Su producción se volvió bastante pomposa en la década de 1990: álbumes expansivos y decorativos intercalados entre proyectos de prestigio mediocre y bandas sonoras de películas cortas. Pero experimentó una notable renovación creativa a finales de los 90 y en los 2000, en una época en la que muchos músicos sucumben al efecto aplanador del éxito. Sus colaboraciones con el productor alemán Carsten Nicolai y el guitarrista austriaco Christian Fennesz, entre otros, llevaron su exquisito talento melódico a los campos del minimalismo digital que están forjando sellos como Raster-Noton y Mego.

El efecto fue audible en su álbum en solitario de 2017. asíncrono, grabado mientras se recuperaba de su primer ataque de cáncer de garganta. Se le puede ver en el documental de Stephen Nomura Schible. Ryuichi Sakamoto: Coda (2018), de pie con un balde sobre su cabeza tratando de grabar el sonido de la lluvia, jugando con metal destrozado en los bosques del norte del estado de Nueva York, tejiendo estos sonidos ambientales en un tributo a las bandas sonoras de Andrei Tarkovsky, con sus sintetizadores vidriosos y fragmentos de Bach. integrados en matorrales de viento y agua.

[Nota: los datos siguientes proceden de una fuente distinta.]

impl SequenceHook for OffsetHook {
    fn name(&self) -> &'static str {
        "offset"
    }

    fn prompts(&self) -> &'static [&'static str] {
        &["指定通过点或输入偏移距离:"]
    }

    fn check_selection(&self, ctx: &ToolContext<'_>, ids: &[ObjectId]) -> Result<(), String> {
        let [id] = ids else {
            return Err("偏移一次只能选择一个对象".to_string());
        };
        match ctx.document.find(*id).map(|object| &object.entity) {
            Some(Entity::Polyline(_) | Entity::Wall(_) | Entity::Circle(_) | Entity::Arc(_)) => {
                Ok(())
            }
            _ => Err(format!("对象 #{} ({}) 不支持偏移", id.get(), ctx.kind(*id))),
        }
    }

    fn complete(&self, ctx: &ToolContext<'_>, ids: &[ObjectId], points: &[Point2]) -> ToolStep {
        match Self::source(ctx, ids).and_then(|entity| offset_through(entity, points[0])) {
            Some(entity) => ToolStep::Commit(Edit::Create(vec![entity])),
            None => ToolStep::Reject("通过点不能位于对象上".to_string()),
        }
    }

    fn value(
        &self,
        ctx: &ToolContext<'_>,
        ids: &[ObjectId],
        points: &[Point2],
        value: f64,
    ) -> Option<ToolStep> {
        if !points.is_empty() {
            return None;
        }
        Some(
            match Self::source(ctx, ids).and_then(|entity| offset_by(entity, value)) {
                Some(entity) => ToolStep::Commit(Edit::Create(vec![entity])),
                None => ToolStep::Reject(format!("无法按 {value} 偏移")),
            },
        )
    }
}

/// 按带符号距离偏移：多段线与墙向左为正，圆与圆弧向外为正。
pub fn offset_by(entity: &Entity, distance: f64) -> Option<Entity> {
    if distance.abs() <= EPSILON {
        return None;
    }
    match entity {
        Entity::Polyline(polyline) => Some(Entity::Polyline(Polyline {
            points: offset_polyline(&polyline.points, distance, polyline.closed),
            closed: polyline.closed,
        })),
        Entity::Wall(wall) => {
            let normal = Vector2::from_points(wall.start, wall.end)
                .normalize()?
                .perp()
                .scaled(distance);
            Some(Entity::Wall(Wall {
                start: wall.start.translate(normal),
                end: wall.end.translate(normal),
                thickness: wall.thickness,
            }))
        }
        Entity::Circle(circle) => {
            let radius = circle.radius + distance;
            (radius > EPSILON).then(|| {
                Entity::Circle(Circle {
                    center: circle.center,
                    radius,
                })
            })
        }
        Entity::Arc(arc) => {
            let radius = arc.radius + distance;
            (radius > EPSILON).then(|| {
                Entity::Arc(Arc {
                    radius,
                    ..arc.clone()
                })
            })
        }
        _ => None,
    }
}

/// 偏移到经过 `through` 的位置。
pub fn offset_through(entity: &Entity, through: Point2) -> Option<Entity> {
    match entity {
        Entity::Polyline(polyline) => {
            let distance = distance_to_polyline(through, &polyline.points, polyline.closed);
            if distance <= EPSILON {
                return None;
            }
            let left = offset_polyline(&polyline.points, distance, polyline.closed);
            let right = offset_polyline(&polyline.points, -distance, polyline.closed);
            let gap = |points: &[Point2]| distance_to_polyline(through, points, polyline.closed);
            let points = if gap(&left) <= gap(&right) { left } else { right };
            Some(Entity::Polyline(Polyline {
                points,
                closed: polyline.closed,
            }))
        }
        Entity::Wall(wall) => {
            let normal = Vector2::from_points(wall.start, wall.end).normalize()?.perp();
            offset_by(entity, Vector2::from_points(wall.start, through).dot(normal))
        }
        Entity::Circle(circle) => {
            offset_by(entity, circle.center.distance(through) - circle.radius)
        }
        Entity::Arc(arc) => offset_by(entity, arc.center.distance(through) - arc.radius),
        _ => None,
    }
}

pub struct EraseHook;

impl SequenceHook for EraseHook {
    fn name(&self) -> &'static str {
        "erase"
    }

    fn prompts(&self) -> &'static [&'static str] {
        &[]
    }

    fn complete(&self, _ctx: &ToolContext<'_>, ids: &[ObjectId], _points: &[Point2]) -> ToolStep {
        ToolStep::Commit(Edit::Delete(ids.to_vec()))
    }
}

/// 测量两点距离，不修改文档。
pub struct DistanceHook;

impl SequenceHook for DistanceHook {
    fn name(&self) -> &'static str {
        "dist"
    }

    fn needs_selection(&self) -> bool {
        false
    }

    fn prompts(&self) -> &'static [&'static str] {
        &["指定第一点:", "指定第二点:"]
    }

    fn complete(&self, _ctx: &ToolContext<'_>, _ids: &[ObjectId], points: &[Point2]) -> ToolStep {
        let delta = Vector2::from_points(points[0], points[1]);
        ToolStep::Done(Some(format!(
            "距离 = {:.4}，ΔX = {:.4}，ΔY = {:.4}",
            delta.length(),
            delta.x(),
            delta.y()
        )))
    }
}

#[cfg(test)]
mod tests {
    use std::f64::consts::FRAC_PI_2;

    use super::*;
    use crate::scene::Scene;
    use crate::tool::prompt::PromptLevel;
    use crate::tool::{Outcome, ToolManager, ToolState};

    fn entity(scene: &Scene, id: ObjectId) -> Entity {
        scene
            .document()
            .find(id)
            .map(|object| object.entity.clone())
            .expect("object")
    }

    fn run(scene: &mut Scene, command: &str, preselected: &[ObjectId], inputs: &[&str]) -> ToolManager {
        let mut manager = ToolManager::new();
        manager
            .start_by_name(scene, command, preselected)
            .expect("start");
        for input in inputs {
            manager.handle_text_input(scene, input).expect("input");
        }
        manager
    }

    #[test]
    fn move_translates_selection_with_one_checkpoint() {
        let mut scene = Scene::new();
        let circle = scene.document_mut().add_circle(Point2::new(1.0, 1.0), 2.0);
        let manager = run(&mut scene, "m", &[circle], &["0,0", "@3,4"]);
        assert_eq!(manager.state(), ToolState::Idle);
        assert_eq!(
            entity(&scene, circle),
            Entity::Circle(Circle {
                center: Point2::new(4.0, 5.0),
                radius: 2.0,
            })
        );
        assert_eq!(scene.history().labels().count(), 1);
    }

    #[test]
    fn selection_step_accepts_picks_and_ids() {
        let mut scene = Scene::new();
        let a = scene.document_mut().add_circle(Point2::new(0.0, 0.0), 1.0);
        let b = scene.document_mut().add_circle(Point2::new(10.0, 0.0), 1.0);
        let mut manager = ToolManager::new();
        manager.start_by_name(&mut scene, "copy", &[]).unwrap();
        manager
            .handle_pointer(&mut scene, Point2::new(1.0, 0.0))
            .unwrap();
        manager
            .handle_text_input(&mut scene, &b.get().to_string())
            .unwrap();
        manager
            .handle_text_input(&mut scene, &a.get().to_string())
            .unwrap();
        assert_eq!(
            manager.prompt().last().map(|m| m.level),
            Some(PromptLevel::Prompt)
        );
        manager.handle_text_input(&mut scene, "").unwrap();
        manager.handle_text_input(&mut scene, "0,0").unwrap();
        manager.handle_text_input(&mut scene, "0,5").unwrap();

        let copies = scene.selected_ids();
        assert_eq!(copies.len(), 2);
        assert_eq!(scene.document().len(), 4);
        assert_eq!(
            entity(&scene, a),
            Entity::Circle(Circle {
                center: Point2::new(0.0, 0.0),
                radius: 1.0,
            })
        );
        assert!(copies.iter().all(|id| *id > b));
    }

    #[test]
    fn rotate_by_reference_and_by_angle() {
        let mut scene = Scene::new();
        let wall = scene
            .document_mut()
            .add_wall(Point2::new(0.0, 0.0), Point2::new(10.0, 0.0), 1.0);
        run(&mut scene, "ro", &[wall], &["0,0", "90"]);
        let Entity::Wall(rotated) = entity(&scene, wall) else {
            panic!("wall");
        };
        assert!(rotated.end.approx_eq(Point2::new(0.0, 10.0), 1e-9));

        run(&mut scene, "rotate", &[wall], &["0,0", "0,1", "-1,0"]);
        let Entity::Wall(back) = entity(&scene, wall) else {
            panic!("wall");
        };
        assert!(back.end.approx_eq(Point2::new(-10.0, 0.0), 1e-9));
    }

    #[test]
    fn scale_by_reference_rejects_coincident_reference() {
        let mut scene = Scene::new();
        let circle = scene.document_mut().add_circle(Point2::new(0.0, 0.0), 5.0);
        let manager = run(&mut scene, "sc", &[circle], &["0,0", "0,0"]);
        assert!(manager.is_active());
        assert_eq!(manager.prompt().current(), Some("指定参照点或输入比例:"));

        run(&mut scene, "scale", &[circle], &["0,0", "5,0", "10,0"]);
        assert_eq!(
            entity(&scene, circle),
            Entity::Circle(Circle {
                center: Point2::new(0.0, 0.0),
                radius: 10.0,
            })
        );
    }

    #[test]
    fn rotate_rejects_point_on_center() {
        let mut scene = Scene::new();
        let circle = scene.document_mut().add_circle(Point2::new(3.0, 0.0), 1.0);
        let manager = run(&mut scene, "rotate", &[circle], &["0,0", "0,0"]);
        assert!(manager.is_active());
        assert_eq!(manager.prompt().current(), Some("指定参照点或输入角度:"));
    }

    #[test]
    fn mirror_keeps_source_and_reflects_copy() {
        let mut scene = Scene::new();
        let circle = scene.document_mut().add_circle(Point2::new(5.0, 2.0), 1.0);
        run(&mut scene, "mi", &[circle], &["0,0", "0,10"]);
        let copy = scene.selected_ids()[0];
        let Entity::Circle(mirrored) = entity(&scene, copy) else {
            panic!("circle");
        };
        assert!(mirrored.center.approx_eq(Point2::new(-5.0, 2.0), 1e-9));
        assert!((mirrored.radius - 1.0).abs() < 1e-9);
        assert!(scene.document().contains_id(circle));
    }

    #[test]
    fn offset_through_point_and_by_distance() {
        let mut scene = Scene::new();
        let square = scene.document_mut().add_polyline(
            [
                Point2::new(0.0, 0.0),
                Point2::new(10.0, 0.0),
                Point2::new(10.0, 10.0),
                Point2::new(0.0, 10.0),
            ],
            true,
        );
        run(&mut scene, "o", &[square], &["12,5"]);
        let Entity::Polyline(outer) = entity(&scene, scene.selected_ids()[0]) else {
            panic!("polyline");
        };
        assert!(outer.points[0].approx_eq(Point2::new(-2.0, -2.0), 1e-9));

        let circle = scene.document_mut().add_circle(Point2::new(50.0, 0.0), 5.0);
        run(&mut scene, "offset", &[circle], &["-2"]);
        assert_eq!(
            entity(&scene, scene.selected_ids()[0]),
            Entity::Circle(Circle {
                center: Point2::new(50.0, 0.0),
                radius: 3.0,
            })
        );
    }

    #[test]
    fn offset_rejects_multiple_objects() {
        let mut scene = Scene::new();
        let a = scene.document_mut().add_circle(Point2::new(0.0, 0.0), 1.0);
        let b = scene.document_mut().add_circle(Point2::new(5.0, 0.0), 1.0);
        let mut manager = ToolManager::new();
        assert!(manager.start_by_name(&mut scene, "offset", &[a, b]).is_err());
        assert_eq!(manager.state(), ToolState::Idle);
    }

    #[test]
    fn erase_with_preselection_commits_immediately() {
        let mut scene = Scene::new();
        let circle = scene.document_mut().add_circle(Point2::new(0.0, 0.0), 1.0);
        scene.select(circle).unwrap();
        let manager = run(&mut scene, "e", &[circle], &[]);
        assert_eq!(manager.last_outcome(), Some(Outcome::Finished));
        assert!(scene.document().is_empty());
        assert_eq!(scene.selection_len(), 0);

        scene.undo().unwrap();
        assert!(scene.document().contains_id(circle));
    }

    #[test]
    fn dist_reports_and_returns_to_idle() {
        let mut scene = Scene::new();
        let manager = run(&mut scene, "dist", &[], &["0,0", "3,4"]);
        assert_eq!(manager.state(), ToolState::Idle);
        assert!(!scene.history().can_undo());
        let message = manager.prompt().last().expect("message");
        assert_eq!(message.level, PromptLevel::Info);
        assert!(message.text.starts_with("距离 = 5.0000"));
    }

    #[test]
    fn offset_helpers_handle_walls_and_arcs() {
        let wall = Entity::Wall(Wall {
            start: Point2::new(0.0, 0.0),
            end: Point2::new(10.0, 0.0),
            thickness: 2.0,
        });
        let Some(Entity::Wall(moved)) = offset_through(&wall, Point2::new(5.0, -3.0)) else {
            panic!("wall");
        };
        assert!(moved.start.approx_eq(Point2::new(0.0, -3.0), 1e-9));

        let arc = Entity::Arc(Arc {
            center: Point2::origin(),
            radius: 4.0,
            start_angle: 0.0,
            end_angle: FRAC_PI_2,
        });
        assert!(offset_by(&arc, -5.0).is_none());
        assert!(matches!(offset_by(&arc, 1.0), Some(Entity::Arc(a)) if a.radius == 5.0));
    }
}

Los compromisos ambientalistas de Sakamoto revivieron en estos años, cuando el movimiento antinuclear de Japón se movilizó tras el desastre de Fukushima en 2011. Habló en las protestas y visitó la zona de exclusión alrededor de la planta de energía nuclear: en coda registra el ambiente espeluznante de las ciudades desiertas y examina la naturaleza irradiada y anegada que quedó. En una entrevista de 1998, reflexionó sobre su breve período como un radical de izquierda muy joven durante el Zengakuren, como “no 100 por ciento marxista, pero algo así”. Había llegado a posicionarse como claramente apolítico: “No quiero ningún mensaje directo en mi música”.

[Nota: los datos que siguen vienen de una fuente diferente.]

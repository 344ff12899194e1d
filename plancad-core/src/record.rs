//! 结构化记录格式。
//!
//! 每个对象序列化为一条带 `type` 判别字段的 JSON 记录；派生实体只记录源 ID，
//! 块定义记录其私有对象列表，文档额外记录 ID 与图层计数器。

use serde::{Deserialize, Serialize};
use serde_json::Value;
use thiserror::Error;
use tracing::warn;

use crate::block::BlockDefinition;
use crate::derived::BuildOptions;
use crate::document::{Document, Layer, SceneObject};
use crate::geometry::Point2;

/// 当前记录格式版本。
pub const RECORD_VERSION: u32 = 1;

const KNOWN_TYPES: &[&str] = &[
    "wall",
    "door",
    "polyline",
    "circle",
    "arc",
    "sketch",
    "symbol",
    "text",
    "dimension",
    "group",
    "extrudeObject",
    "revolveObject",
    "sweepObject",
    "loftObject",
    "cutObject",
    "blockReference",
];

#[derive(Debug, Error)]
pub enum RecordError {
    #[error("记录缺少 `type` 字段")]
    MissingType,
    #[error("未知的对象类型 `{0}`")]
    UnknownType(String),
    #[error("不支持的记录版本 {found}（当前 {supported}）")]
    UnsupportedVersion { found: u32, supported: u32 },
    #[error("记录格式错误: {0}")]
    Malformed(#[from] serde_json::Error),
}

impl SceneObject {
    pub fn to_record(&self) -> Result<Value, RecordError> {
        Ok(serde_json::to_value(self)?)
    }

    pub fn from_record(record: Value) -> Result<Self, RecordError> {
        let tag = record
            .get("type")
            .and_then(Value::as_str)
            .ok_or(RecordError::MissingType)?;
        if !KNOWN_TYPES.contains(&tag) {
            return Err(RecordError::UnknownType(tag.to_string()));
        }
        Ok(serde_json::from_value(record)?)
    }
}

#[derive(Debug, Clone, PartialEq, Serialize, Deserialize)]
pub struct BlockRecord {
    pub name: String,
    pub base_point: Point2,
    pub objects: Vec<Value>,
}

#[derive(Debug, Clone, PartialEq, Serialize, Deserialize)]
pub struct DocumentRecord {
    pub version: u32,
    pub next_id: u64,
    #[serde(default)]
    pub next_layer_id: u32,
    #[serde(default)]
    pub layers: Vec<Layer>,
    pub objects: Vec<Value>,
    #[serde(default)]
    pub blocks: Vec<BlockRecord>,
}

impl Document {
    pub fn to_record(&self) -> Result<DocumentRecord, RecordError> {
        let objects = self
            .objects()
            .iter()
            .map(SceneObject::to_record)
            .collect::<Result<Vec<_>, _>>()?;
        let blocks = self
            .blocks()
            .map(|block| {
                Ok(BlockRecord {
                    name: block.name.clone(),
                    base_point: block.base_point,
                    objects: block
                        .objects
                        .iter()
                        .map(SceneObject::to_record)
                        .collect::<Result<Vec<_>, RecordError>>()?,
                })
            })
            .collect::<Result<Vec<_>, RecordError>>()?;
        Ok(DocumentRecord {
            version: RECORD_VERSION,
            next_id: self.next_object_id(),
            next_layer_id: self.next_layer_id(),
            layers: self.layers().cloned().collect(),
            objects,
            blocks,
        })
    }

    /// 从记录重建文档。无法识别的对象记录被跳过并记录警告。
    pub fn from_record(record: DocumentRecord, options: BuildOptions) -> Result<Self, RecordError> {
        if record.version > RECORD_VERSION {
            return Err(RecordError::UnsupportedVersion {
                found: record.version,
                supported: RECORD_VERSION,
            });
        }
        let mut document = Document::with_options(options);
        document.restore_layers(record.layers, record.next_layer_id);

        for block in record.blocks {
            let objects = decode_all(block.objects);
            document.add_block(BlockDefinition {
                name: block.name,
                base_point: block.base_point,
                objects,
            });
        }
        let objects = decode_all(record.objects);
        document.replace_all(objects, record.next_id);
        Ok(document)
    }
}

fn decode_all(records: Vec<Value>) -> Vec<SceneObject> {
    records
        .into_iter()
        .filter_map(|record| match SceneObject::from_record(record) {
            Ok(object) => Some(object),
            Err(err) => {
                warn!(error = %err, "skipping unreadable object record");
                None
            }
        })
        .collect()
}

#[cfg(test)]
mod tests {
    use super::*;
    use crate::block::BlockReference;
    use crate::derived::{Bevel, Cut, Extrude, Loft, Revolve, Sweep};
    use crate::document::ObjectId;
    use crate::entity::{
        Arc, Circle, Dimension, Door, DoorSwing, Entity, Group, Polyline, Sketch, SketchSegment,
        Symbol, Text, Wall,
    };
    use crate::geometry::Vector2;
    use serde_json::json;

    fn every_variant() -> Vec<Entity> {
        let p = |x: f64, y: f64| Point2::new(x, y);
        let id = ObjectId::new;
        vec![
            Entity::Wall(Wall {
                start: p(0.0, 0.0),
                end: p(10.0, 0.0),
                thickness: 2.0,
            }),
            Entity::Door(Door {
                position: p(1.0, 1.0),
                width: 9.0,
                rotation: 0.5,
                swing: DoorSwing::Right,
            }),
            Entity::Polyline(Polyline {
                points: vec![p(0.0, 0.0), p(1.0, 2.0)],
                closed: false,
            }),
            Entity::Circle(Circle {
                center: p(3.0, 3.0),
                radius: 1.5,
            }),
            Entity::Arc(Arc {
                center: p(0.0, 0.0),
                radius: 4.0,
                start_angle: 0.0,
                end_angle: 1.0,
            }),
            Entity::Sketch(Sketch {
                segments: vec![
                    SketchSegment::Line {
                        start: p(0.0, 0.0),
                        end: p(4.0, 0.0),
                    },
                    SketchSegment::Arc {
                        center: p(2.0, 0.0),
                        radius: 2.0,
                        start_angle: 0.0,
                        end_angle: std::f64::consts::PI,
                    },
                ],
            }),
            Entity::Symbol(Symbol {
                kind: "exit".into(),
                position: p(5.0, 5.0),
                size: 3.0,
                rotation: 0.0,
            }),
            Entity::Text(Text {
                insert: p(0.0, 9.0),
                content: "Выход".into(),
                height: 2.5,
                rotation: 0.0,
            }),
            Entity::Dimension(Dimension {
                start: p(0.0, 0.0),
                end: p(10.0, 0.0),
                offset: 3.0,
                text_height: 2.5,
            }),
            Entity::Group(Group {
                members: vec![id(1), id(2)],
            }),
            Entity::Extrude(Extrude {
                source: id(1),
                height: 30.0,
                bevel: Bevel::Fillet { radius: 1.0 },
            }),
            Entity::Revolve(Revolve {
                source: id(2),
                axis_start: p(0.0, 0.0),
                axis_end: p(0.0, 1.0),
                angle: 1.0,
            }),
            Entity::Sweep(Sweep {
                profile: id(3),
                path: id(4),
            }),
            Entity::Loft(Loft {
                profiles: vec![id(3), id(4)],
                heights: vec![0.0, 5.0],
                samples: Some(16),
            }),
            Entity::Cut(Cut {
                target: id(5),
                tool: id(6),
            }),
            Entity::BlockReference(BlockReference {
                name: "exit-sign".into(),
                insert: p(7.0, 7.0),
                scale: Vector2::new(2.0, -1.0),
                rotation: 0.25,
            }),
        ]
    }

    #[test]
    fn every_variant_round_trips() {
        for (index, entity) in every_variant().into_iter().enumerate() {
            let object = SceneObject {
                id: ObjectId::new(100 + index as u64),
                hidden: index % 2 == 0,
                layer: "plan".into(),
                entity,
            };
            let record = object.to_record().expect("record");
            assert_eq!(record["type"], object.entity.record_tag());
            let back = SceneObject::from_record(record).expect("decode");
            assert_eq!(back, object);
        }
    }

    #[test]
    fn derived_records_store_source_ids_only() {
        let object = SceneObject::new(
            ObjectId::new(9),
            Entity::Extrude(Extrude {
                source: ObjectId::new(4),
                height: 3.0,
                bevel: Bevel::None,
            }),
        );
        let record = object.to_record().expect("record");
        assert_eq!(record["source"], json!(4));
        assert_eq!(record["type"], json!("extrudeObject"));
    }

    #[test]
    fn unknown_and_untyped_records_are_rejected() {
        assert!(matches!(
            SceneObject::from_record(json!({"id": 1, "type": "mate"})),
            Err(RecordError::UnknownType(tag)) if tag == "mate"
        ));
        assert!(matches!(
            SceneObject::from_record(json!({"id": 1})),
            Err(RecordError::MissingType)
        ));
    }

    #[test]
    fn document_round_trip_keeps_counters_links_and_blocks() {
        let mut doc = Document::new();
        let target = doc.add_wall(Point2::new(0.0, 0.0), Point2::new(10.0, 0.0), 2.0);
        let tool = doc.add_circle(Point2::new(5.0, 0.0), 1.0);
        let cut = doc.add_entity(Entity::Cut(Cut { target, tool }));
        doc.ensure_layer("evacuation");
        doc.define_block("tag", Point2::new(5.0, 0.0), &[tool])
            .expect("block");
        doc.insert_block("tag", Point2::new(50.0, 50.0), Vector2::new(1.0, 1.0), 0.0)
            .expect("insert");

        let record = doc.to_record().expect("record");
        let text = serde_json::to_string(&record).expect("json");
        let parsed: DocumentRecord = serde_json::from_str(&text).expect("parse");
        let loaded = Document::from_record(parsed, BuildOptions::default()).expect("load");

        assert_eq!(loaded.objects(), doc.objects());
        assert_eq!(loaded.next_object_id(), doc.next_object_id());
        assert_eq!(loaded.next_layer_id(), doc.next_layer_id());
        assert!(loaded.layer("evacuation").is_some());
        assert!(loaded.find(target).expect("target").hidden);
        assert_eq!(loaded.dependents(tool), vec![cut]);
        assert_eq!(loaded.block("tag"), doc.block("tag"));
    }

    #[test]
    fn unreadable_object_records_are_skipped() {
        let record = DocumentRecord {
            version: RECORD_VERSION,
            next_id: 10,
            next_layer_id: 1,
            layers: Vec::new(),
            objects: vec![
                json!({"id": 1, "type": "circle", "center": [0.0, 0.0], "radius": 2.0}),
                json!({"id": 2, "type": "mate"}),
            ],
            blocks: Vec::new(),
        };
        let doc = Document::from_record(record, BuildOptions::default()).expect("load");
        assert_eq!(doc.len(), 1);
        assert_eq!(doc.next_object_id(), 10);
    }

    #[test]
    fn newer_versions_are_refused() {
        let record = DocumentRecord {
            version: RECORD_VERSION + 1,
            next_id: 1,
            next_layer_id: 0,
            layers: Vec::new(),
            objects: Vec::new(),
            blocks: Vec::new(),
        };
        assert!(matches!(
            Document::from_record(record, BuildOptions::default()),
            Err(RecordError::UnsupportedVersion { .. })
        ));
    }
}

Sin embargo, su obra, en su brillante cornucopia, había cristalizado, en negativo, las libertades y deseos que el neoliberalismo había traicionado. En muchos sentidos, la vida de Sakamoto fue envidiable: desde el principio pudo hacer lo que disfrutaba y tuvo un éxito inmenso en ello. Que volviera, al final, a un sentido de la relación del arte con la política no significa que a su obra le faltara algo, sino que redescubrió algo enterrado en su profusión todo el tiempo.